Gauna spends much of his time flying a drone above the sea looking for great whites for his YouTube channel, The Malibu Artist. He finds plenty of incredibly interesting things to film that aren’t great whites, but the great white is generally what he’s focused on. California’s coast is his main stomping grounds, and there’s no shortage of sea lions there.
“California is home to one of — if not the largest — populations of sea lions in the world,” Gauna says. “Because there are so many, it is no surprise that predators that feed on them can be found nearby. Perhaps no creature is better known as the foe of the sea lion than the great white shark.”
The sea lion seen in the video here is likely suffering from domoic acid poisoning, which has caused the deaths of many sea lions in recent months.

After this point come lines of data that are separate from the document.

//! A queue-driven renderer for a 4-digit, 7-segment LED display.
//!
//! Collaborators hold a [`SegDisplay`] handle and enqueue text; one [`Processor`] drains the
//! queue, rendering each job to completion before the next and yielding after every digit
//! write so other tasks keep running.
//!
//! See [`SegDisplay`] for usage.

use core::cell::RefCell;

use embassy_sync::blocking_mutex::Mutex;
use embassy_sync::blocking_mutex::raw::CriticalSectionRawMutex;
use embassy_sync::signal::Signal;
use embassy_time::Duration;

use crate::render_job::{JobQueue, QUEUE_CAPACITY, RenderJob};

#[cfg(feature = "display-trace")]
use defmt::info;

// ============================================================================
// Submodules
// ============================================================================

mod processor;
pub use processor::{MULTIPLEX_SLEEP, Processor};

#[cfg(feature = "pico1")]
mod pico;
#[cfg(feature = "pico1")]
pub use pico::{PicoBus, SegDisplayPins};

// ============================================================================
// Shared state
// ============================================================================

struct QueueState<const K: usize> {
    jobs: JobQueue<K>,
    active: bool,
}

/// Static for the [`SegDisplay`] device: the job queue, the "active" flag and the trigger
/// that wakes the processor.
pub struct SegDisplayStatic<const K: usize = QUEUE_CAPACITY> {
    state: Mutex<CriticalSectionRawMutex, RefCell<QueueState<K>>>,
    trigger: Signal<CriticalSectionRawMutex, ()>,
}

impl<const K: usize> SegDisplayStatic<K> {
    #[must_use]
    pub const fn new() -> Self {
        Self {
            state: Mutex::new(RefCell::new(QueueState {
                jobs: JobQueue::new(),
                active: false,
            })),
            trigger: Signal::new(),
        }
    }

    /// Appends `count` copies of `job` in one critical section and wakes the processor if idle.
    fn enqueue(&self, job: RenderJob, count: u8) {
        let idle = self.state.lock(|state| {
            let mut state = state.borrow_mut();
            for _ in 0..count {
                let evicted = state.jobs.push(job.clone());
                #[cfg(feature = "defmt")]
                if let Some(evicted) = evicted {
                    defmt::warn!("display queue full, dropped oldest job: {:?}", evicted);
                }
                #[cfg(not(feature = "defmt"))]
                let _ = evicted;
            }
            !state.active
        });
        if idle {
            self.trigger.signal(());
        }
    }

    /// Idle -> Rendering. Returns `false` if a processor loop is already active or there is
    /// nothing to render.
    fn begin(&self) -> bool {
        self.state.lock(|state| {
            let mut state = state.borrow_mut();
            if state.active || state.jobs.is_empty() {
                false
            } else {
                state.active = true;
                true
            }
        })
    }

    /// Takes the next job, or goes back to Idle when there is none.
    ///
    /// Both happen under one lock so a concurrent enqueue either sees the flag cleared (and
    /// triggers) or its job gets picked up here.
    fn next_job(&self) -> Option<RenderJob> {
        self.state.lock(|state| {
            let mut state = state.borrow_mut();
            let job = state.jobs.pop();
            if job.is_none() {
                state.active = false;
            }
            job
        })
    }

    /// Back to Idle without draining; used when a transport fault aborts rendering.
    fn abort(&self) {
        self.state.lock(|state| state.borrow_mut().active = false);
    }

    async fn wait(&self) {
        self.trigger.wait().await;
    }

    fn is_active(&self) -> bool {
        self.state.lock(|state| state.borrow().active)
    }

    fn pending(&self) -> usize {
        self.state.lock(|state| state.borrow().jobs.len())
    }
}

impl<const K: usize> Default for SegDisplayStatic<K> {
    fn default() -> Self {
        Self::new()
    }
}

// ============================================================================
// SegDisplay handle
// ============================================================================

/// A handle for queueing text on a 4-digit, 7-segment LED display.
///
/// Handles are `Copy`; give one to every part of the firmware that wants to show something.
/// Requests render strictly in the order they were made. The queue holds `K` jobs; when it
/// is full the oldest pending job is dropped.
///
/// # Example
///
/// ```
/// use embassy_time::Duration;
/// use led_8seg::{SegDisplay, SegDisplayStatic};
///
/// static SEG_DISPLAY_STATIC: SegDisplayStatic = SegDisplay::new_static();
/// let display = SegDisplay::new(&SEG_DISPLAY_STATIC);
///
/// // Startup banner, scrolled in and out once.
/// display.scroll_text("HELLO", Duration::from_millis(300));
/// // Status, held for two seconds.
/// display.display_text("Con.", Duration::from_secs(2));
///
/// assert_eq!(display.pending(), 2);
/// assert!(display.is_busy());
/// ```
pub struct SegDisplay<'a, const K: usize = QUEUE_CAPACITY>(&'a SegDisplayStatic<K>);

impl<const K: usize> Clone for SegDisplay<'_, K> {
    fn clone(&self) -> Self {
        *self
    }
}

impl<const K: usize> Copy for SegDisplay<'_, K> {}

impl<'a, const K: usize> SegDisplay<'a, K> {
    /// Creates static resources for the display.
    #[must_use]
    pub const fn new_static() -> SegDisplayStatic<K> {
        SegDisplayStatic::new()
    }

    /// Creates a handle. Something must also run a [`Processor`] on the same static.
    #[must_use]
    pub const fn new(seg_display_static: &'a SegDisplayStatic<K>) -> Self {
        Self(seg_display_static)
    }

    /// Holds the first four characters of `text` for `duration`, then blanks the display.
    ///
    /// A `.` lights the decimal point of the character before it.
    pub fn display_text(&self, text: &str, duration: Duration) {
        #[cfg(feature = "display-trace")]
        info!("display_text: {=str} for {:?}", text, duration);
        self.0.enqueue(RenderJob::hold(text, duration), 1);
    }

    /// Scrolls `text` across the display `repeat` times, showing each window position for
    /// `duration_per_char`.
    ///
    /// With `padding`, the text scrolls in from the right and fully out to the left. A
    /// `repeat` of 0 counts as 1. The last window stays lit once the scroll ends.
    pub fn display_rolling_text(
        &self,
        text: &str,
        duration_per_char: Duration,
        repeat: u8,
        padding: bool,
    ) {
        #[cfg(feature = "display-trace")]
        info!(
            "display_rolling_text: {=str} x{} (padding: {})",
            text, repeat, padding
        );
        self.0.enqueue(
            RenderJob::scroll(text, duration_per_char, padding),
            repeat.max(1),
        );
    }

    /// Scrolls `text` once, padded.
    pub fn scroll_text(&self, text: &str, duration_per_char: Duration) {
        self.display_rolling_text(text, duration_per_char, 1, true);
    }

    /// `true` while a job is rendering or waiting.
    #[must_use]
    pub fn is_busy(&self) -> bool {
        self.0.is_active() || self.0.pending() > 0
    }

    /// Number of jobs waiting behind the one being rendered.
    #[must_use]
    pub fn pending(&self) -> usize {
        self.0.pending()
    }
}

“Domoic acid (DA) is a neurotoxin produced by the microscopic marine algae, Pseudo-nitzschia,” Channel Islands Marine & Wildlife Institute explains. “This phytoplankton grows when our coastal ecosystem provides favorable conditions, such as when upwelling of water causes the nutrients from deeper water to rise to the surface where sunlight is present which proliferates algal growth. This typically occurs during transitional periods in the spring and fall.”
As is generally the case in nature, the weak, young, or sick are weeded out first. “Observing the scene,” Gauna continued, “you undoubtedly know why the sharks are there. White sharks, like most predators, are animals of opportunity. But this encounter was a surprise, and it ended in a way that was not at all what he expected.
After the sharks passed on the easy meal, Gauna theorized that the sharks might have known the risk was higher than the reward.